We are Starbucks baristas and we ask you to:
--Not Bite the hand that feeds you
--Not ask for free Venti H20. (Why?)
--Don’t put your greasy nasty hands on the glass of our pastry case
--Speak up, don’t point to the pastry you want/we are not mind readers
--Do not give us attitude. We WILL give DECAF
--Say Thank you
--Don’t say Your welcome
--Don’t talk on your cell
--Don’t mumble
--Don’t count out the exact change
--Know what you want before you get to the counter
--Always remember to TIP.

Love Your local barista

Of course, this being a city in which most people are guilty of at least one of that litany of complaints, someone was bound to feel bad about themselves and tell the baristas that really, you are making $12 an hour, so STFU.Whatever! Disgruntled baristas. Its part of the customer service job scope.” See, we can imagine a parent saying to a child: this is what you have to look forward to in the new service economy of the 21st century.

This child, being precocious, realizes that this is, in fact, what is in store for them and responds, “I love dookie so much!!! Fuck America!” Ah, children. Truth from the (dirty) mouths of babes.

Alternatively, this child could join a secret, mysterious organization. As one person asked, “What should I write about? Well I am sitting at this place looking at the people and playing a kind of spy game with my daughter.” The entry then ends. We were worried at first that perhaps this spy game had gotten out of control. But then we discovered this clue from an agent known as Kane, 4-yrs-old, which is clearly a message. “This is a map. ‘Go by the river & through the trees & then find the treasure’. I like sheep!” (Not too much, young man.)

It is possible that our conspiratorial spirit has infected the entire lake, and is even stretching into our empire, like Afghanistan.
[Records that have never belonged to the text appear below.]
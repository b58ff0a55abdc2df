//! Location coordinates for map-data export.
//!
//! This is presentation-boundary data, not scoring input. Locations outside
//! the fixed table map to the `[0.0, 0.0]` sentinel rather than failing:
//! a winner with an unplotted endpoint still appears in the export, and the
//! consumer decides how to render the sentinel.

/// `[latitude, longitude]` of the origin/destination labels the simulator
/// and the trained model know about.
static COORDINATES: &[(&str, [f64; 2])] = &[
    ("Mexico", [23.6345, -102.5528]),
    ("Chile", [-35.6751, -71.5430]),
    ("China", [35.8617, 104.1954]),
    ("Germany", [51.1657, 10.4515]),
    ("India", [20.5937, 78.9629]),
    ("Canada", [56.1304, -106.3468]),
];

/// Display color per transport mode; unknown modes render black.
static MODE_COLORS: &[(&str, &str)] = &[
    ("air", "#1f77b4"),
    ("sea", "#2ca02c"),
    ("land", "#d62728"),
];

/// Sentinel returned for locations with no known coordinates.
pub const UNKNOWN_LOCATION: [f64; 2] = [0.0, 0.0];

pub fn coordinates_for(location: &str) -> [f64; 2] {
    COORDINATES
        .iter()
        .find(|(name, _)| *name == location)
        .map(|(_, coords)| *coords)
        .unwrap_or(UNKNOWN_LOCATION)
}

pub fn color_for_mode(mode: &str) -> &'static str {
    MODE_COLORS
        .iter()
        .find(|(name, _)| *name == mode)
        .map(|(_, color)| *color)
        .unwrap_or("#000000")
}

#[cfg(test)]
mod tests {
    use super::*;

    #[test]
    fn test_known_location() {
        assert_eq!(coordinates_for("Chile"), [-35.6751, -71.5430]);
    }

    #[test]
    fn test_unknown_location_uses_sentinel() {
        assert_eq!(coordinates_for("Atlantis"), UNKNOWN_LOCATION);
    }

    #[test]
    fn test_mode_colors() {
        assert_eq!(color_for_mode("air"), "#1f77b4");
        assert_eq!(color_for_mode("teleport"), "#000000");
    }
}
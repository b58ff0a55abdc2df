//! Dataset holder with a memoized selection cache.
//!
//! The presentation layer re-runs selection every time a weight slider
//! moves; results for a given (dataset, weights) pair never change, so they
//! are cached explicitly here. Loading a new dataset drops every cached
//! entry.

use std::collections::HashMap;
use std::hash::{Hash, Hasher};

use tracing::debug;

use crate::error::RaterError;
use crate::features::FeatureBuilder;
use crate::model::TransitTimeModel;
use crate::selector::select_best_routes;
use crate::shipment::{CandidateRoute, EnrichedRoute, SelectedRoute, WeightTriple};

/// Cache key: dataset fingerprint plus the exact bit patterns of the
/// normalized weight triple.
type SelectionKey = (u64, [u64; 3]);

pub struct RoutePlanner {
    enriched: Vec<EnrichedRoute>,
    fingerprint: u64,
    cache: HashMap<SelectionKey, Vec<SelectedRoute>>,
}

impl RoutePlanner {
    /// Builds a planner over already-enriched routes.
    pub fn from_enriched(enriched: Vec<EnrichedRoute>) -> Self {
        let fingerprint = fingerprint_routes(&enriched);
        RoutePlanner {
            enriched,
            fingerprint,
            cache: HashMap::new(),
        }
    }

    /// Enriches `routes` through the feature builder and model, then builds
    /// the planner over the result.
    pub fn load<M: TransitTimeModel>(
        builder: &FeatureBuilder,
        routes: &[CandidateRoute],
        model: &M,
    ) -> Result<Self, RaterError> {
        let enriched = builder.enrich(routes, model)?;
        Ok(Self::from_enriched(enriched))
    }

    /// Replaces the dataset with a fresh enrichment run and clears the
    /// selection cache.
    pub fn reload<M: TransitTimeModel>(
        &mut self,
        builder: &FeatureBuilder,
        routes: &[CandidateRoute],
        model: &M,
    ) -> Result<(), RaterError> {
        let enriched = builder.enrich(routes, model)?;
        self.fingerprint = fingerprint_routes(&enriched);
        self.enriched = enriched;
        self.cache.clear();
        Ok(())
    }

    pub fn routes(&self) -> &[EnrichedRoute] {
        &self.enriched
    }

    /// Selects the best route per shipment, serving repeats of the same
    /// weight triple from the cache.
    pub fn select(&mut self, weights: &WeightTriple) -> Result<Vec<SelectedRoute>, RaterError> {
        let key = (
            self.fingerprint,
            [
                weights.time.to_bits(),
                weights.cost.to_bits(),
                weights.risk.to_bits(),
            ],
        );

        if let Some(cached) = self.cache.get(&key) {
            debug!(fingerprint = self.fingerprint, "Selection cache hit");
            return Ok(cached.clone());
        }

        let winners = select_best_routes(&self.enriched, weights)?;
        self.cache.insert(key, winners.clone());
        Ok(winners)
    }

    pub fn cached_selections(&self) -> usize {
        self.cache.len()
    }
}

fn fingerprint_routes(routes: &[EnrichedRoute]) -> u64 {
    let mut hasher = std::collections::hash_map::DefaultHasher::new();
    for route in routes {
        route.shipment_id.hash(&mut hasher);
        route.origin.hash(&mut hasher);
        route.destination.hash(&mut hasher);
        route.transport_mode.hash(&mut hasher);
        route.distance_km.to_bits().hash(&mut hasher);
        route.weather_condition.hash(&mut hasher);
        route.risk_level.hash(&mut hasher);
        route.customs_delay_h.to_bits().hash(&mut hasher);
        route.cost_usd.to_bits().hash(&mut hasher);
        route.predicted_time_h.to_bits().hash(&mut hasher);
    }
    hasher.finish()
}
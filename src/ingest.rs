//! CSV ingestion of candidate route tables.
//!
//! Accepts a local file or raw bytes fetched over HTTP; the required column
//! set is checked against the header row before any record is parsed.

use anyhow::Result;
use csv::ReaderBuilder;
use tracing::{debug, warn};

use crate::error::RaterError;
use crate::shipment::CandidateRoute;

/// Columns every route table must carry.
const REQUIRED_FIELDS: &[&str] = &[
    "shipment_id",
    "origin",
    "destination",
    "transport_mode",
    "distance_km",
    "weather_condition",
    "customs_delay_h",
    "cost_usd",
];

/// Parses candidate routes from CSV bytes.
///
/// Negative customs delays occasionally appear in upstream data; they are
/// clamped to zero here, at the boundary, so the scoring core never sees
/// them.
///
/// # Errors
///
/// [`RaterError::SchemaError`] if a required column is absent; any
/// malformed record fails the whole load.
pub fn routes_from_csv(bytes: &[u8]) -> Result<Vec<CandidateRoute>> {
    let mut reader = ReaderBuilder::new().trim(csv::Trim::All).from_reader(bytes);

    let headers = reader.headers()?.clone();
    for field in REQUIRED_FIELDS {
        if !headers.iter().any(|h| h == *field) {
            return Err(RaterError::SchemaError(field.to_string()).into());
        }
    }

    let mut routes = Vec::new();
    for record in reader.deserialize() {
        let mut route: CandidateRoute = record?;
        if route.customs_delay_h < 0.0 {
            warn!(
                shipment_id = route.shipment_id,
                customs_delay_h = route.customs_delay_h,
                "Negative customs delay clamped to zero"
            );
            route.customs_delay_h = 0.0;
        }
        routes.push(route);
    }

    debug!(routes = routes.len(), "Route table ingested");
    Ok(routes)
}

/// Reads candidate routes from a CSV file on disk.
pub fn routes_from_file(path: &str) -> Result<Vec<CandidateRoute>> {
    let bytes = std::fs::read(path)?;
    routes_from_csv(&bytes)
}
//! Route selection: weighted rank scoring and per-shipment winner picking.

use tracing::debug;

use crate::error::RaterError;
use crate::shipment::{EnrichedRoute, SelectedRoute, WeightTriple};

/// Assigns competition ("minimum") ranks to `values`, ascending.
///
/// Equal values share the lowest rank of their run and the next distinct
/// value resumes after the tied block: [5, 5, 7] ranks as [1, 1, 3].
pub fn min_ranks(values: &[f64]) -> Vec<usize> {
    values
        .iter()
        .map(|v| 1 + values.iter().filter(|other| *other < v).count())
        .collect()
}

/// Picks the best candidate route for every shipment in `routes`.
///
/// Candidates are grouped by `shipment_id` in order of first appearance.
/// Within a group, each metric (predicted time, cost, customs delay) is
/// ranked ascending with competition ranks; the composite score is the
/// weight-blended sum of the three ranks, and the minimum-score row wins.
/// Score ties break to the earliest row in original input order.
///
/// Emits exactly one [`SelectedRoute`] per shipment, in group order. The
/// input is read-only; no candidate is dropped or mutated.
///
/// # Errors
///
/// [`RaterError::InvalidWeights`] unless `weights` sums to 1 within
/// tolerance (normalize with [`WeightTriple::normalized`] first).
pub fn select_best_routes(
    routes: &[EnrichedRoute],
    weights: &WeightTriple,
) -> Result<Vec<SelectedRoute>, RaterError> {
    if !weights.is_normalized() {
        return Err(RaterError::InvalidWeights(format!(
            "selector requires weights summing to 1, got {}",
            weights.sum()
        )));
    }

    // Group indices by shipment_id, preserving first-appearance order.
    let mut groups: Vec<(u32, Vec<usize>)> = Vec::new();
    for (idx, route) in routes.iter().enumerate() {
        match groups.iter_mut().find(|(id, _)| *id == route.shipment_id) {
            Some((_, members)) => members.push(idx),
            None => groups.push((route.shipment_id, vec![idx])),
        }
    }

    debug!(
        candidates = routes.len(),
        shipments = groups.len(),
        "Selecting best route per shipment"
    );

    let mut winners = Vec::with_capacity(groups.len());
    for (shipment_id, members) in &groups {
        let winner = select_within_group(routes, members, weights)?;
        debug!(
            shipment_id,
            origin = %winner.origin,
            destination = %winner.destination,
            transport_mode = %winner.transport_mode,
            score = winner.score,
            "Shipment winner selected"
        );
        winners.push(winner);
    }

    Ok(winners)
}

fn select_within_group(
    routes: &[EnrichedRoute],
    members: &[usize],
    weights: &WeightTriple,
) -> Result<SelectedRoute, RaterError> {
    if members.is_empty() {
        return Err(RaterError::InternalInvariantViolation(
            "empty shipment group reached the selector",
        ));
    }

    let times: Vec<f64> = members.iter().map(|&i| routes[i].predicted_time_h).collect();
    let costs: Vec<f64> = members.iter().map(|&i| routes[i].cost_usd).collect();
    let delays: Vec<f64> = members.iter().map(|&i| routes[i].customs_delay_h).collect();

    let time_ranks = min_ranks(&times);
    let cost_ranks = min_ranks(&costs);
    let delay_ranks = min_ranks(&delays);

    let mut best: Option<(usize, f64)> = None;
    for (pos, &idx) in members.iter().enumerate() {
        let score = weights.time * time_ranks[pos] as f64
            + weights.cost * cost_ranks[pos] as f64
            + weights.risk * delay_ranks[pos] as f64;

        // Strict less-than keeps the earliest row on ties.
        let better = match best {
            Some((_, best_score)) => score < best_score,
            None => true,
        };
        if better {
            best = Some((idx, score));
        }
    }

    let (idx, score) = best.ok_or(RaterError::InternalInvariantViolation(
        "group produced no winner",
    ))?;
    Ok(SelectedRoute::from_enriched(&routes[idx], score))
}

#[cfg(test)]
mod tests {
    use super::*;

    fn route(shipment_id: u32, time: f64, cost: f64, delay: f64) -> EnrichedRoute {
        EnrichedRoute {
            shipment_id,
            origin: "China".to_string(),
            destination: "Chile".to_string(),
            transport_mode: "sea".to_string(),
            distance_km: 8_000.0,
            weather_condition: "clear".to_string(),
            risk_level: 0,
            base_transit_time_h: 40.0,
            customs_delay_h: delay,
            cost_usd: cost,
            predicted_time_h: time,
        }
    }

    fn unit_weights(time: f64, cost: f64, risk: f64) -> WeightTriple {
        WeightTriple::new(time, cost, risk).normalized().unwrap()
    }

    #[test]
    fn test_min_ranks_competition_style() {
        assert_eq!(min_ranks(&[5.0, 5.0, 7.0]), vec![1, 1, 3]);
        assert_eq!(min_ranks(&[500.0, 500.0, 700.0]), vec![1, 1, 3]);
        assert_eq!(min_ranks(&[3.0, 1.0, 2.0]), vec![3, 1, 2]);
        assert_eq!(min_ranks(&[4.0, 4.0, 4.0]), vec![1, 1, 1]);
    }

    #[test]
    fn test_min_ranks_empty_and_single() {
        assert!(min_ranks(&[]).is_empty());
        assert_eq!(min_ranks(&[9.9]), vec![1]);
    }

    #[test]
    fn test_pure_time_weight_picks_fastest() {
        // Scenario A: weights (1,0,0) select the time=3 candidate.
        let routes = vec![route(1, 5.0, 400.0, 2.0), route(1, 3.0, 900.0, 1.0)];
        let winners = select_best_routes(&routes, &unit_weights(1.0, 0.0, 0.0)).unwrap();
        assert_eq!(winners.len(), 1);
        assert_eq!(winners[0].predicted_time_h, 3.0);
    }

    #[test]
    fn test_pure_cost_weight_picks_cheapest() {
        // Scenario B: weights (0,1,0) select the cost=400 candidate.
        let routes = vec![route(1, 5.0, 400.0, 2.0), route(1, 3.0, 900.0, 1.0)];
        let winners = select_best_routes(&routes, &unit_weights(0.0, 1.0, 0.0)).unwrap();
        assert_eq!(winners[0].cost_usd, 400.0);
    }

    #[test]
    fn test_score_tie_keeps_first_input_row() {
        // Scenario C: identical metrics, identical scores.
        let mut first = route(1, 4.0, 500.0, 3.0);
        first.origin = "Mexico".to_string();
        let second = route(1, 4.0, 500.0, 3.0);
        let winners =
            select_best_routes(&[first.clone(), second], &unit_weights(0.5, 0.3, 0.2)).unwrap();
        assert_eq!(winners[0].origin, "Mexico");
    }

    #[test]
    fn test_one_winner_per_shipment_in_first_seen_order() {
        let routes = vec![
            route(7, 5.0, 500.0, 2.0),
            route(2, 4.0, 600.0, 1.0),
            route(7, 3.0, 700.0, 3.0),
            route(5, 6.0, 400.0, 2.0),
            route(2, 2.0, 800.0, 4.0),
        ];
        let winners = select_best_routes(&routes, &unit_weights(0.5, 0.3, 0.2)).unwrap();
        let ids: Vec<u32> = winners.iter().map(|w| w.shipment_id).collect();
        assert_eq!(ids, vec![7, 2, 5]);
    }

    #[test]
    fn test_selection_is_deterministic() {
        let routes = vec![
            route(1, 5.0, 400.0, 2.0),
            route(1, 3.0, 900.0, 1.0),
            route(2, 8.0, 300.0, 5.0),
            route(2, 8.0, 300.0, 5.0),
        ];
        let weights = unit_weights(0.5, 0.3, 0.2);
        let first = select_best_routes(&routes, &weights).unwrap();
        let second = select_best_routes(&routes, &weights).unwrap();
        assert_eq!(first, second);
    }

    #[test]
    fn test_unnormalized_weights_rejected() {
        let routes = vec![route(1, 5.0, 400.0, 2.0)];
        let result = select_best_routes(&routes, &WeightTriple::new(0.5, 0.3, 0.3));
        assert!(matches!(result, Err(RaterError::InvalidWeights(_))));
    }

    #[test]
    fn test_empty_group_is_invariant_violation() {
        let routes = vec![route(1, 5.0, 400.0, 2.0)];
        let err = select_within_group(&routes, &[], &unit_weights(1.0, 0.0, 0.0)).unwrap_err();
        assert!(matches!(err, RaterError::InternalInvariantViolation(_)));
    }

    #[test]
    fn test_empty_input_yields_empty_output() {
        let winners = select_best_routes(&[], &unit_weights(0.5, 0.3, 0.2)).unwrap();
        assert!(winners.is_empty());
    }

    #[test]
    fn test_input_is_not_mutated() {
        let routes = vec![route(1, 5.0, 400.0, 2.0), route(1, 3.0, 900.0, 1.0)];
        let before = routes.clone();
        select_best_routes(&routes, &unit_weights(0.5, 0.3, 0.2)).unwrap();
        assert_eq!(routes, before);
    }

    #[test]
    fn test_increasing_cost_weight_never_worsens_cost_rank() {
        // Tie-free dataset: raising the cost weight must not move the winner
        // to a worse-cost-ranked candidate.
        let routes = vec![
            route(1, 2.0, 900.0, 5.0),
            route(1, 6.0, 300.0, 1.0),
            route(1, 4.0, 600.0, 3.0),
        ];
        let costs: Vec<f64> = routes.iter().map(|r| r.cost_usd).collect();
        let cost_ranks = min_ranks(&costs);

        let mut previous_rank = usize::MAX;
        for cost_weight in [0.0, 0.2, 0.5, 0.8, 1.0] {
            let weights = WeightTriple::new(1.0 - cost_weight, cost_weight, 0.0)
                .normalized()
                .unwrap();
            let winners = select_best_routes(&routes, &weights).unwrap();
            let pos = routes
                .iter()
                .position(|r| r.cost_usd == winners[0].cost_usd)
                .unwrap();
            assert!(cost_ranks[pos] <= previous_rank);
            previous_rank = cost_ranks[pos];
        }
    }
}
//! HTTP fetching for remote route tables.

use anyhow::Result;
use async_trait::async_trait;
use tracing::debug;

/// Seam for HTTP execution, so ingestion tests can stub the network.
#[async_trait]
pub trait HttpClient: Send + Sync {
    async fn execute(&self, req: reqwest::Request) -> reqwest::Result<reqwest::Response>;
}

/// Plain [`reqwest::Client`] wrapper for unauthenticated sources.
pub struct BasicClient(reqwest::Client);

impl BasicClient {
    pub fn new() -> Self {
        Self(reqwest::Client::new())
    }
}

impl Default for BasicClient {
    fn default() -> Self {
        Self::new()
    }
}

#[async_trait]
impl HttpClient for BasicClient {
    async fn execute(&self, req: reqwest::Request) -> reqwest::Result<reqwest::Response> {
        self.0.execute(req).await
    }
}

/// Fetches `url` with a GET request and returns the raw body bytes.
pub async fn fetch_bytes<C: HttpClient>(client: &C, url: &str) -> Result<Vec<u8>> {
    let req = reqwest::Request::new(reqwest::Method::GET, url.parse()?);

    let resp = client.execute(req).await?;
    let bytes = resp.error_for_status()?.bytes().await?.to_vec();
    debug!(url, bytes = bytes.len(), "Fetched remote route table");
    Ok(bytes)
}
//! Output formatting and persistence for selected routes.
//!
//! Supports pretty-printing, JSON serialization, CSV export, and the
//! map-data JSON the presentation layer draws route lines from.

use anyhow::Result;
use chrono::{DateTime, Utc};
use serde::Serialize;
use tracing::{debug, info};

use crate::locations::{color_for_mode, coordinates_for};
use crate::shipment::SelectedRoute;
use csv::Writer;

/// Logs selected routes using Rust's debug pretty-print format.
pub fn print_pretty(routes: &[SelectedRoute]) {
    debug!("{:#?}", routes);
}

/// Logs selected routes as pretty-printed JSON.
pub fn print_json(routes: &[SelectedRoute]) -> Result<()> {
    info!("{}", serde_json::to_string_pretty(routes)?);
    Ok(())
}

/// Writes the winning routes as a CSV table at `path`, one row per
/// shipment, replacing any previous export.
pub fn write_records(path: &str, routes: &[SelectedRoute]) -> Result<()> {
    debug!(path, rows = routes.len(), "Writing selected routes CSV");

    let mut writer = Writer::from_path(path)?;
    for route in routes {
        writer.serialize(route)?;
    }
    writer.flush()?;

    Ok(())
}

/// One renderable route line: endpoints resolved to coordinates, plus the
/// metrics shown in the line tooltip.
#[derive(Debug, Serialize)]
pub struct MapRoute {
    pub shipment_id: u32,
    pub origin: String,
    pub origin_coords: [f64; 2],
    pub destination: String,
    pub destination_coords: [f64; 2],
    pub transport_mode: String,
    pub color: String,
    pub predicted_time_h: f64,
    pub cost_usd: f64,
    pub customs_delay_h: f64,
    pub score: f64,
}

/// Map payload for one selection run.
#[derive(Debug, Serialize)]
pub struct MapData {
    pub generated_at: DateTime<Utc>,
    pub routes: Vec<MapRoute>,
}

impl MapData {
    pub fn from_selected(routes: &[SelectedRoute]) -> Self {
        let routes = routes
            .iter()
            .map(|r| MapRoute {
                shipment_id: r.shipment_id,
                origin: r.origin.clone(),
                origin_coords: coordinates_for(&r.origin),
                destination: r.destination.clone(),
                destination_coords: coordinates_for(&r.destination),
                transport_mode: r.transport_mode.clone(),
                color: color_for_mode(&r.transport_mode).to_string(),
                predicted_time_h: r.predicted_time_h,
                cost_usd: r.cost_usd,
                customs_delay_h: r.customs_delay_h,
                score: r.score,
            })
            .collect();

        MapData {
            generated_at: Utc::now(),
            routes,
        }
    }
}

/// Writes the map-data JSON for `routes` at `path`.
pub fn write_map_data(path: &str, routes: &[SelectedRoute]) -> Result<()> {
    let map_data = MapData::from_selected(routes);
    std::fs::write(path, serde_json::to_string_pretty(&map_data)?)?;
    debug!(path, routes = map_data.routes.len(), "Wrote map data");
    Ok(())
}
//! Typed failures surfaced by the scoring core.

use thiserror::Error;

/// Errors reported synchronously to the caller; nothing here is retried.
///
/// A failure is terminal for the record or shipment group it affects and
/// must not take down unrelated groups.
#[derive(Debug, Error)]
pub enum RaterError {
    /// A weather or transport value outside the fixed lookup tables.
    ///
    /// Distinct from an unseen one-hot category, which deliberately encodes
    /// as all zeros (the usual unseen-at-inference convention).
    #[error("unknown {field} category: {value:?}")]
    UnknownCategory { field: &'static str, value: String },

    /// A required raw input field is missing from the source data.
    #[error("input schema missing required field: {0}")]
    SchemaError(String),

    /// Weight triple not normalized, or with a non-positive sum.
    #[error("invalid weight triple: {0}")]
    InvalidWeights(String),

    /// A caller bug reached the selector (e.g. an empty shipment group).
    #[error("internal invariant violated: {0}")]
    InternalInvariantViolation(&'static str),
}
//! Feature building and model inference for candidate routes.
//!
//! Maps each raw route to the fixed-width vector the trained model expects,
//! invokes the model, and attaches the predicted transit time.

use tracing::debug;

use crate::error::RaterError;
use crate::model::{FeatureSchema, TransitTimeModel};
use crate::shipment::{CandidateRoute, EnrichedRoute};

/// Weather category to ordinal risk level. Unknown categories are an error,
/// not a silent zero.
static WEATHER_RISK: &[(&str, u8)] = &[
    ("no-event", 0),
    ("clear", 0),
    ("rain", 1),
    ("snow", 2),
    ("storm", 3),
];

/// Transport mode to estimated speed in km/h. Air fastest, sea slowest.
/// No entry is zero, so the transit-time division is safe by construction.
static MODE_SPEED_KMH: &[(&str, f64)] = &[("air", 800.0), ("land", 600.0), ("sea", 200.0)];

fn weather_risk(weather: &str) -> Result<u8, RaterError> {
    WEATHER_RISK
        .iter()
        .find(|(name, _)| *name == weather)
        .map(|(_, risk)| *risk)
        .ok_or_else(|| RaterError::UnknownCategory {
            field: "weather_condition",
            value: weather.to_string(),
        })
}

fn mode_speed_kmh(mode: &str) -> Result<f64, RaterError> {
    MODE_SPEED_KMH
        .iter()
        .find(|(name, _)| *name == mode)
        .map(|(_, speed)| *speed)
        .ok_or_else(|| RaterError::UnknownCategory {
            field: "transport_mode",
            value: mode.to_string(),
        })
}

/// Builds model feature vectors against a fixed schema and runs inference.
pub struct FeatureBuilder {
    schema: FeatureSchema,
}

impl FeatureBuilder {
    pub fn new(schema: FeatureSchema) -> Self {
        FeatureBuilder { schema }
    }

    pub fn schema(&self) -> &FeatureSchema {
        &self.schema
    }

    /// Builds the feature vector for one raw route, aligned to the schema.
    ///
    /// Numeric features are set by name; categorical fields contribute a
    /// single `field_value` one-hot column. A category with no schema column
    /// encodes as all zeros (unseen at inference time), and any schema
    /// column not produced here is zero-filled. Output order is exactly the
    /// schema's column order, since the model is order-sensitive.
    pub fn build_vector(&self, route: &CandidateRoute) -> Result<Vec<f64>, RaterError> {
        let risk = weather_risk(&route.weather_condition)?;
        let speed = mode_speed_kmh(&route.transport_mode)?;
        Ok(self.aligned_vector(route, risk, route.distance_km / speed))
    }

    fn aligned_vector(&self, route: &CandidateRoute, risk: u8, base_transit_time_h: f64) -> Vec<f64> {
        let named: Vec<(String, f64)> = vec![
            ("distance_km".to_string(), route.distance_km),
            ("customs_delay_h".to_string(), route.customs_delay_h),
            ("risk_level".to_string(), risk as f64),
            ("base_transit_time_h".to_string(), base_transit_time_h),
            (format!("origin_{}", route.origin), 1.0),
            (format!("destination_{}", route.destination), 1.0),
            (format!("transport_mode_{}", route.transport_mode), 1.0),
        ];

        self.schema
            .columns()
            .iter()
            .map(|col| {
                named
                    .iter()
                    .find(|(name, _)| name == col)
                    .map(|(_, value)| *value)
                    .unwrap_or(0.0)
            })
            .collect()
    }

    /// Enriches raw routes with derived fields and the model's predicted
    /// transit time. Pure given the routes and the schema, apart from the
    /// model call itself.
    ///
    /// # Errors
    ///
    /// [`RaterError::UnknownCategory`] if any route carries a weather or
    /// transport value outside the fixed lookups.
    pub fn enrich<M: TransitTimeModel>(
        &self,
        routes: &[CandidateRoute],
        model: &M,
    ) -> Result<Vec<EnrichedRoute>, RaterError> {
        let mut matrix = Vec::with_capacity(routes.len());
        let mut derived = Vec::with_capacity(routes.len());

        for route in routes {
            let risk = weather_risk(&route.weather_condition)?;
            let speed = mode_speed_kmh(&route.transport_mode)?;
            let base_transit_time_h = route.distance_km / speed;
            derived.push((risk, base_transit_time_h));
            matrix.push(self.aligned_vector(route, risk, base_transit_time_h));
        }

        debug!(
            rows = matrix.len(),
            width = self.schema.len(),
            "Feature matrix built, running inference"
        );
        let predictions = model.predict(&matrix);

        let enriched = routes
            .iter()
            .zip(derived)
            .zip(predictions)
            .map(|((route, (risk, base_time)), predicted)| EnrichedRoute {
                shipment_id: route.shipment_id,
                origin: route.origin.clone(),
                destination: route.destination.clone(),
                transport_mode: route.transport_mode.clone(),
                distance_km: route.distance_km,
                weather_condition: route.weather_condition.clone(),
                risk_level: risk,
                base_transit_time_h: base_time,
                customs_delay_h: route.customs_delay_h,
                cost_usd: route.cost_usd,
                predicted_time_h: predicted,
            })
            .collect();

        Ok(enriched)
    }
}
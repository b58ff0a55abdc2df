pub mod error;
pub mod features;
pub mod fetch;
pub mod ingest;
pub mod locations;
pub mod model;
pub mod output;
pub mod planner;
pub mod selector;
pub mod shipment;
pub mod simulate;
This writer is after a different kind of flower. Hunting for dandylion wishes around the lake – such an odd juxtaposition from working in Afghanistan with my National Guard Unit. I am off to help a 4-yr-old to make a black bird nest out of dandy lions.” It is one of those oddities of language that hunting can mean something so harmless and can also mean killing the Taliban and that the same word can be importexported at will. Also, if you ever run into a dandylion, just muss his mane and run away.

Speaking of language, here’s something old, something new, something borrowed, and something blue, The aqua is purtiful. I see a woman who is jogging, who desperately needs a bra.” We sincerely hope that this runner is not the structurally unsound woman described above, “I use this book to read when I’m stretching – Great IDEA!! Thoughts today – we as people need to be honest w/each other. If you like someone give them a hug, if your sad ask for a hug and if your ticked off run a lap around Greenlake. Toodles! Be that as it may, we as corporate entities have no need or desire to be honest with anyone, most especially ourselves.

And how can we forget that this weekend we passed a holiday, “Earth Day! LOTS of people out, talking sports, teaching their younguns how to ride a bike, running, walking, talking, loving and hating on this sunny and beautiful day—which to me is a gift.” To us, really, the true gift is this post. “I [heart] Greenlake. Where else do you see a goth drum circle competing for space with hippie knights in full armor dueling with each other?” Factually, however, we take issue with the supposition. Reed College dedicates entire residence halls to both of the groups described therein.

Toodles.

1 comment:

Seth A. Woolson said...

I'm glad for your return, BEHMC. I've missed you. Oh so much.